◆ To do ◆
How many lines in the data hold the string "struct"? State the number alone.

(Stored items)
========

// ==========================================
// 合金配料系统 - 领域类型定义
// ==========================================

use serde::{Deserialize, Serialize};
use std::fmt;

// ==========================================
// 质检状态 (Quality Status)
// ==========================================
// 生产记录创建时固定为 PENDING，之后仅质检字段可变
// 序列化格式: SCREAMING_SNAKE_CASE (与数据库一致)
#[derive(Debug, Clone, Copy, PartialEq, Eq, Default, Serialize, Deserialize)]
#[serde(rename_all = "SCREAMING_SNAKE_CASE")]
pub enum QualityStatus {
    #[default]
    Pending, // 待检
    Passed,  // 合格
    Failed,  // 不合格
}

impl QualityStatus {
    /// 从数据库字符串解析
    pub fn from_str(s: &str) -> Option<Self> {
        match s.trim().to_uppercase().as_str() {
            "PENDING" => Some(QualityStatus::Pending),
            "PASSED" => Some(QualityStatus::Passed),
            "FAILED" => Some(QualityStatus::Failed),
            _ => None,
        }
    }

    /// 转换为数据库存储的字符串
    pub fn to_db_str(&self) -> &'static str {
        match self {
            QualityStatus::Pending => "PENDING",
            QualityStatus::Passed => "PASSED",
            QualityStatus::Failed => "FAILED",
        }
    }
}

impl fmt::Display for QualityStatus {
    fn fmt(&self, f: &mut fmt::Formatter<'_>) -> fmt::Result {
        write!(f, "{}", self.to_db_str())
    }
}

// ==========================================
// 执行状态 (Execution Status)
// ==========================================
#[derive(Debug, Clone, Copy, PartialEq, Eq, Serialize, Deserialize)]
#[serde(rename_all = "snake_case")]
pub enum ExecutionStatus {
    Executed, // 已投料
}

impl fmt::Display for ExecutionStatus {
    fn fmt(&self, f: &mut fmt::Formatter<'_>) -> fmt::Result {
        match self {
            ExecutionStatus::Executed => write!(f, "executed"),
        }
    }
}

#[cfg(test)]
mod tests {
    use super::*;

    #[test]
    fn test_quality_status_db_roundtrip() {
        for status in [QualityStatus::Pending, QualityStatus::Passed, QualityStatus::Failed] {
            assert_eq!(QualityStatus::from_str(status.to_db_str()), Some(status));
        }
        assert_eq!(QualityStatus::from_str("passed"), Some(QualityStatus::Passed));
        assert_eq!(QualityStatus::from_str("UNKNOWN"), None);
    }

    #[test]
    fn test_quality_status_default_is_pending() {
        assert_eq!(QualityStatus::default(), QualityStatus::Pending);
    }
}
// ==========================================
// 合金配料系统 - 稠密单纯形求解器
// ==========================================
// 算法: 两阶段单纯形（稠密表），Bland 规则防循环
// 阶段一: 最小化人工变量之和，> FEASIBILITY_TOL 判定不可行
// 阶段二: 人工变量不再入基，按原目标优化
// ==========================================

use crate::engine::solver::{
    BlendSolver, ConstraintSense, LinearProgram, LpSolution, SolverError, SolverOutcome,
};

/// 主元/既约成本判零阈值
const EPS: f64 = 1e-9;

/// 阶段一残差容忍度
const FEASIBILITY_TOL: f64 = 1e-7;

/// 默认最大迭代次数
pub const DEFAULT_MAX_ITERATIONS: usize = 10_000;

// ==========================================
// DenseSimplexSolver
// ==========================================
#[derive(Debug, Clone)]
pub struct DenseSimplexSolver {
    max_iterations: usize,
}

impl Default for DenseSimplexSolver {
    fn default() -> Self {
        Self::new(DEFAULT_MAX_ITERATIONS)
    }
}

impl DenseSimplexSolver {
    pub fn new(max_iterations: usize) -> Self {
        Self { max_iterations }
    }
}

/// 单纯形表
struct Tableau {
    rows: Vec<Vec<f64>>,
    basis: Vec<usize>,
    rhs_col: usize,
}

impl Tableau {
    fn rhs(&self, row: usize) -> f64 {
        self.rows[row][self.rhs_col]
    }

    fn is_basic(&self, col: usize) -> bool {
        self.basis.contains(&col)
    }

    /// 既约成本 r_j = c_j - c_Bᵀ B⁻¹ A_j
    fn reduced_cost(&self, cost: &[f64], col: usize) -> f64 {
        let basic_part: f64 = self
            .basis
            .iter()
            .enumerate()
            .map(|(i, &b)| cost[b] * self.rows[i][col])
            .sum();
        cost[col] - basic_part
    }

    fn pivot(&mut self, pivot_row: usize, pivot_col: usize) {
        let width = self.rows[pivot_row].len();
        let pivot_value = self.rows[pivot_row][pivot_col];
        for k in 0..width {
            self.rows[pivot_row][k] /= pivot_value;
        }

        for i in 0..self.rows.len() {
            if i == pivot_row {
                continue;
            }
            let factor = self.rows[i][pivot_col];
            if factor == 0.0 {
                continue;
            }
            for k in 0..width {
                let v = self.rows[i][k] - factor * self.rows[pivot_row][k];
                self.rows[i][k] = if v.abs() < 1e-12 { 0.0 } else { v };
            }
        }
        self.basis[pivot_row] = pivot_col;
    }
}

impl DenseSimplexSolver {
    /// 在给定成本向量下迭代至最优
    ///
    /// - allowed_cols: 只有 [0, allowed_cols) 的列可以入基
    fn run_phase(
        &self,
        tableau: &mut Tableau,
        cost: &[f64],
        allowed_cols: usize,
        iterations: &mut usize,
    ) -> Result<(), SolverError> {
        loop {
            // Bland: 最小下标的负既约成本列入基
            let entering = (0..allowed_cols)
                .filter(|&j| !tableau.is_basic(j))
                .find(|&j| tableau.reduced_cost(cost, j) < -EPS);

            let col = match entering {
                Some(col) => col,
                None => return Ok(()),
            };

            if *iterations >= self.max_iterations {
                return Err(SolverError::IterationLimit(self.max_iterations));
            }

            // 最小比值检验，平局取基变量下标最小者
            let mut leaving: Option<(usize, f64)> = None;
            for i in 0..tableau.rows.len() {
                let a = tableau.rows[i][col];
                if a <= EPS {
                    continue;
                }
                let ratio = tableau.rhs(i) / a;
                leaving = match leaving {
                    None => Some((i, ratio)),
                    Some((li, lr)) => {
                        if ratio < lr - EPS
                            || (ratio <= lr + EPS && tableau.basis[i] < tableau.basis[li])
                        {
                            Some((i, ratio))
                        } else {
                            Some((li, lr))
                        }
                    }
                };
            }

            let (row, _) = leaving.ok_or(SolverError::Unbounded)?;
            tableau.pivot(row, col);
            *iterations += 1;
        }
    }
}

impl BlendSolver for DenseSimplexSolver {
    fn solve(&self, problem: &LinearProgram) -> Result<SolverOutcome, SolverError> {
        problem.validate()?;

        let n = problem.variable_count();
        let m = problem.constraints.len();

        // 右端项归一为非负
        let normalized: Vec<(Vec<f64>, ConstraintSense, f64)> = problem
            .constraints
            .iter()
            .map(|c| {
                if c.rhs < 0.0 {
                    let flipped = match c.sense {
                        ConstraintSense::Equal => ConstraintSense::Equal,
                        ConstraintSense::LessOrEqual => ConstraintSense::GreaterOrEqual,
                        ConstraintSense::GreaterOrEqual => ConstraintSense::LessOrEqual,
                    };
                    (c.coefficients.iter().map(|v| -v).collect(), flipped, -c.rhs)
                } else {
                    (c.coefficients.clone(), c.sense, c.rhs)
                }
            })
            .collect();

        let n_slack = normalized
            .iter()
            .filter(|(_, sense, _)| *sense != ConstraintSense::Equal)
            .count();
        let n_artificial = normalized
            .iter()
            .filter(|(_, sense, _)| *sense != ConstraintSense::LessOrEqual)
            .count();
        let first_artificial = n + n_slack;
        let total = first_artificial + n_artificial;

        let mut tableau = Tableau {
            rows: vec![vec![0.0; total + 1]; m],
            basis: vec![0; m],
            rhs_col: total,
        };

        let mut slack_col = n;
        let mut artificial_col = first_artificial;
        for (i, (coefficients, sense, rhs)) in normalized.iter().enumerate() {
            tableau.rows[i][..n].copy_from_slice(coefficients);
            tableau.rows[i][total] = *rhs;
            match sense {
                ConstraintSense::LessOrEqual => {
                    tableau.rows[i][slack_col] = 1.0;
                    tableau.basis[i] = slack_col;
                    slack_col += 1;
                }
                ConstraintSense::GreaterOrEqual => {
                    tableau.rows[i][slack_col] = -1.0;
                    slack_col += 1;
                    tableau.rows[i][artificial_col] = 1.0;
                    tableau.basis[i] = artificial_col;
                    artificial_col += 1;
                }
                ConstraintSense::Equal => {
                    tableau.rows[i][artificial_col] = 1.0;
                    tableau.basis[i] = artificial_col;
                    artificial_col += 1;
                }
            }
        }

        let mut iterations = 0;

        // ===== 阶段一 =====
        if n_artificial > 0 {
            let phase_one_cost: Vec<f64> = (0..total)
                .map(|j| if j >= first_artificial { 1.0 } else { 0.0 })
                .collect();
            self.run_phase(&mut tableau, &phase_one_cost, total, &mut iterations)?;

            let residual: f64 = (0..m)
                .filter(|&i| tableau.basis[i] >= first_artificial)
                .map(|i| tableau.rhs(i))
                .sum();
            if residual > FEASIBILITY_TOL {
                tracing::debug!(residual, iterations, "单纯形阶段一残差大于容忍度，判定不可行");
                return Ok(SolverOutcome::Infeasible);
            }

            // 将零值人工变量换出基；整行为零的冗余约束保留
            for i in 0..m {
                if tableau.basis[i] >= first_artificial {
                    if let Some(j) = (0..first_artificial).find(|&j| tableau.rows[i][j].abs() > EPS) {
                        tableau.pivot(i, j);
                    }
                }
            }
        }

        // ===== 阶段二 =====
        let mut phase_two_cost = vec![0.0; total];
        phase_two_cost[..n].copy_from_slice(&problem.objective);
        self.run_phase(&mut tableau, &phase_two_cost, first_artificial, &mut iterations)?;

        let mut values = vec![0.0; n];
        for (i, &b) in tableau.basis.iter().enumerate() {
            if b < n {
                values[b] = tableau.rhs(i).max(0.0);
            }
        }
        let objective_value = values
            .iter()
            .zip(&problem.objective)
            .map(|(x, c)| x * c)
            .sum();

        Ok(SolverOutcome::Optimal(LpSolution {
            values,
            objective_value,
            iterations,
        }))
    }
}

========

◆ Response ◆
2